Friday, July 15, 2016

Topic #7: Research Illiteracy

Grasping at Headlines: Research Illiteracy Fuels the Fire of Racism


Yesterday I browsed upon the following headline you may have heard about:

"No racial bias in police shootings, study by Harvard professor shows."


As a person trained in empirical research myself I decided this was worth a closer look, and the closer I looked the uglier it became. Like most things shared on social media, the claim made by this bold headline reveals more about the people who share it than the content of the actual news piece itself. The research methodology used in the study and the media interpretations of the findings are so problematic that its best purpose would be to teach graduate student researchers what not to do. So what, exactly, makes this study so full of holes?


Problem 1: The study in question is not, in fact, published research.

The study, posted on the author's homepage, shows that it is not actually a published article but a "working paper." The piece has not been accepted in a peer reviewed journal, which is the basic requirement for research to be considered valid and useful. Why? Because otherwise, this blog would be considered published by virtue of me posting it online, and the verbal survey I administered to my family about what to have for dinner would be considered research. If we put stock in every working paper, most of which never make it to peer-reviewed publication because of methodological or other flaws, then we would be consumers of ideas that are not grounded in fact and real findings. We would be following the messy trial and error learning curve associated with poorly conducted studies by graduate students and other research amateurs trying to make a name for themselves. 

I'm not suggesting that the head researcher of this project is an amateur, only that his association with Harvard and the fact that he's written a paper mean nothing until a panel of experts in his area of research have scrutinized the study with a fine tooth comb to make sure it meets the standards of a peer reviewed journal. Having submitted studies of my own, some of which have been accepted for publication and others that have been rejected, I can attest that the review process is rigorous, critical and highly necessary so that the research on which we rely for our statistics and consequential policies is accurate.
Problem 2: The researcher uses an insufficient and biased sample.

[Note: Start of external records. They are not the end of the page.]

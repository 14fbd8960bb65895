use crate::{city::CityQuery, model::WeatherObservation};

use super::Report;

pub const HEADER: &str = "WEATHER:";

pub fn kelvin_to_fahrenheit(kelvin: f64) -> f64 {
    (kelvin - 273.15) * 9.0 / 5.0 + 32.0
}

pub fn mps_to_mph(mps: f64) -> f64 {
    mps * 2.237
}

pub fn render(obs: &WeatherObservation) -> String {
    format!(
        "City: {}, Country: {}\n\
         Description: {}\n\
         Humidity(chance of rain): {}%\n\
         Current temp: {:.1}F\n\
         Min temp: {:.1}F\n\
         Max temp: {:.1}F\n\
         Wind speed: {:.1}mph",
        obs.city,
        obs.country,
        obs.description,
        obs.humidity_pct,
        kelvin_to_fahrenheit(obs.temp_k),
        kelvin_to_fahrenheit(obs.temp_min_k),
        kelvin_to_fahrenheit(obs.temp_max_k),
        mps_to_mph(obs.wind_speed_mps),
    )
}

pub fn unavailable(city: &CityQuery) -> String {
    format!("Weather data is not available for: {}", city.display())
}

/// Turn a weather response body into a report, falling back to the
/// "not available" line when the body is not a usable payload.
pub fn format(body: &str, city: &CityQuery) -> Report {
    match WeatherObservation::from_json(body) {
        Ok(obs) => Report::Data(render(&obs)),
        Err(err) => {
            tracing::debug!(%err, "weather payload rejected");
            Report::Unavailable(unavailable(city))
        }
    }
}
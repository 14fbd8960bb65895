use crate::{city::CityQuery, model::parse_aqi};

use super::Report;

pub const HEADER: &str = "AIR QUALITY:";

/// US EPA air quality bands.
#[derive(Debug, Clone, Copy, PartialEq, Eq)]
pub enum AqiBand {
    Good,
    Moderate,
    UnhealthyForSensitiveGroups,
    Unhealthy,
    VeryUnhealthy,
    Hazardous,
}

impl AqiBand {
    /// `None` for negative values, which carry no meaning.
    pub fn from_index(aqi: i64) -> Option<Self> {
        let band = match aqi {
            i64::MIN..=-1 => return None,
            0..=50 => AqiBand::Good,
            51..=100 => AqiBand::Moderate,
            101..=150 => AqiBand::UnhealthyForSensitiveGroups,
            151..=200 => AqiBand::Unhealthy,
            201..=300 => AqiBand::VeryUnhealthy,
            _ => AqiBand::Hazardous,
        };
        Some(band)
    }

    pub fn label(self) -> &'static str {
        match self {
            AqiBand::Good => "Good",
            AqiBand::Moderate => "Moderate",
            AqiBand::UnhealthyForSensitiveGroups => "Unhealthy for Sensitive Groups",
            AqiBand::Unhealthy => "Unhealthy",
            AqiBand::VeryUnhealthy => "Very Unhealthy",
            AqiBand::Hazardous => "Hazardous",
        }
    }

    pub fn advisory(self) -> &'static str {
        match self {
            AqiBand::Good => {
                "Air quality is considered satisfactory, and air pollution poses little or no risk."
            }
            AqiBand::Moderate => {
                "Air quality is acceptable; however, for some pollutants, there may be a moderate \
                 health concern for a very small number of people who are unusually sensitive to \
                 air pollution."
            }
            AqiBand::UnhealthyForSensitiveGroups => {
                "Members of sensitive groups may experience health effects. The general public is \
                 not likely to be affected."
            }
            AqiBand::Unhealthy => {
                "Everyone may begin to experience health effects; members of sensitive groups may \
                 experience more serious health effects."
            }
            AqiBand::VeryUnhealthy => {
                "Health warnings of emergency conditions. The entire population is more likely to \
                 be affected."
            }
            AqiBand::Hazardous => {
                "Health alert: everyone may experience more serious health effects."
            }
        }
    }
}

impl std::fmt::Display for AqiBand {
    fn fmt(&self, f: &mut std::fmt::Formatter<'_>) -> std::fmt::Result {
        f.write_str(self.label())
    }
}

pub const OUT_OF_RANGE: &str = "Air Quality Index data is unavailable for the specified city.";

pub fn unavailable(city: &CityQuery) -> String {
    format!("Air Quality Index data is not available for: {}", city.display())
}

/// Report for an already-extracted AQI value.
pub fn describe(aqi: i64, city: &CityQuery) -> Report {
    match AqiBand::from_index(aqi) {
        Some(band) => Report::Data(format!(
            "Air Quality Index for {} is {}: AQI = {}\n-> {}",
            city.display(),
            band,
            aqi,
            band.advisory()
        )),
        None => Report::Unavailable(OUT_OF_RANGE.to_string()),
    }
}

pub fn format(body: &str, city: &CityQuery) -> Report {
    match parse_aqi(body) {
        Ok(aqi) => describe(aqi, city),
        Err(err) => {
            tracing::debug!(%err, "air quality payload rejected");
            Report::Unavailable(unavailable(city))
        }
    }
}
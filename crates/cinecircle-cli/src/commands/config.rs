use color_eyre::eyre::eyre;
use color_eyre::Result;
use movie_club_config::{Config, CredentialStore, PathManager};

use crate::output::Output;

pub fn run_show(full: bool, output: &Output) -> Result<()> {
    let paths = PathManager::default();
    let config = Config::load(&paths.config_file())
        .map_err(|e| eyre!("Failed to load configuration: {}", e))?;

    let mut credentials = CredentialStore::new(paths.credentials_file());
    credentials
        .load()
        .map_err(|e| eyre!("Failed to load credentials: {}", e))?;

    let api_key = effective(&config.tmdb.api_key, credentials.get_tmdb_api_key());
    let access_token = effective(&config.tmdb.access_token, credentials.get_tmdb_access_token());

    if !output.is_human() {
        let value = serde_json::json!({
            "config_file": paths.config_file(),
            "store_dir": config.store.data_dir.clone().unwrap_or_else(|| paths.store_dir()),
            "tmdb": {
                "api_key": display_secret(api_key, full),
                "access_token": display_secret(access_token, full),
                "base_url": config.tmdb.base_url,
                "image_base_url": config.tmdb.image_base_url,
                "language": config.tmdb.language,
            },
            "active_uid": credentials.get_active_uid(),
        });
        output.json(&value);
        return Ok(());
    }

    output.println(format!("Configuración: {}", paths.config_file().display()));
    output.println(format!(
        "Almacén de datos: {}",
        config
            .store
            .data_dir
            .clone()
            .unwrap_or_else(|| paths.store_dir())
            .display()
    ));
    output.println(format!("TMDB api_key: {}", display_secret(api_key, full)));
    output.println(format!(
        "TMDB access_token: {}",
        display_secret(access_token, full)
    ));
    if let Some(base_url) = &config.tmdb.base_url {
        output.println(format!("TMDB base_url: {}", base_url));
    }
    if let Some(language) = &config.tmdb.language {
        output.println(format!("Idioma: {}", language));
    }
    match credentials.get_active_uid() {
        Some(uid) => output.println(format!("Sesión activa: {}", uid)),
        None => output.println("Sesión activa: (ninguna)"),
    }
    Ok(())
}

pub fn run_tmdb(
    api_key: Option<String>,
    access_token: Option<String>,
    output: &Output,
) -> Result<()> {
    if api_key.is_none() && access_token.is_none() {
        output.warn("Nada que guardar: indica --api-key y/o --access-token");
        return Ok(());
    }

    let paths = PathManager::default();
    paths
        .ensure_directories()
        .map_err(|e| eyre!("Failed to create application directories: {}", e))?;

    let mut credentials = CredentialStore::new(paths.credentials_file());
    credentials
        .load()
        .map_err(|e| eyre!("Failed to load credentials: {}", e))?;

    if let Some(api_key) = api_key {
        credentials.set_tmdb_api_key(api_key);
    }
    if let Some(access_token) = access_token {
        credentials.set_tmdb_access_token(access_token);
    }
    credentials
        .save()
        .map_err(|e| eyre!("Failed to save credentials: {}", e))?;

    output.success("Credenciales de TMDB guardadas");
    Ok(())
}

fn effective<'a>(from_config: &'a str, fallback: Option<&'a String>) -> Option<&'a str> {
    if !from_config.is_empty() {
        Some(from_config)
    } else {
        fallback.map(String::as_str)
    }
}

/// Secrets print masked unless `--full` is passed.
fn display_secret(value: Option<&str>, full: bool) -> String {
    match value {
        None => "(sin configurar)".to_string(),
        Some(_) if !full => "********".to_string(),
        Some(value) => value.to_string(),
    }
}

The police departments represented in this study make up a sample size called "exceedingly small" by Snopes.com (and by any researcher or first-semester graduate student). An insufficient sample size is enough to get this working paper rejected from publication outright. 

Furthermore, to understand lethal use of force the author looked at only one of the cities he studied. This is called data manipulation, and it's pretty easy to do when a researcher is seeking to support his hypothesis (hence, the requirement of peer review). According to The Guardian, "Looking at just one other city would suggest very different conclusions. In Chicago, a review of the reports of each police-involved shooting looked at fatal and non-fatal shootings. Despite the city being one third black, a disproportionate 118 black males (44 of them fatal) were involved in the 150 shootings recorded since 2010." (https://goo.gl/8D0McX). The fact that the study's findings don't apply beyond the specific places examined breaks the basic research tenet of generalizability. To be useful it must be generalizable beyond the small sample studied. 

Perhaps worst of all, this study relies on information that was volunteered by police departments. We are not getting any data from police departments that were unwilling to cooperate (read: ones that know their numbers show biases). Last but not least, the data were collected by interviewing police officers and coding their narratives rather than considering the testimonials of witnesses or suspects. This is called "self-report" and is considered by most empirical scientists the most unreliable type of data a researcher can collect.


Problem 3: The researcher's project to disprove racial bias by police is anonymously funded.

Huh? I can't even waste time explaining the problem with this.


Problem 4: The study has not demonstrated replicability.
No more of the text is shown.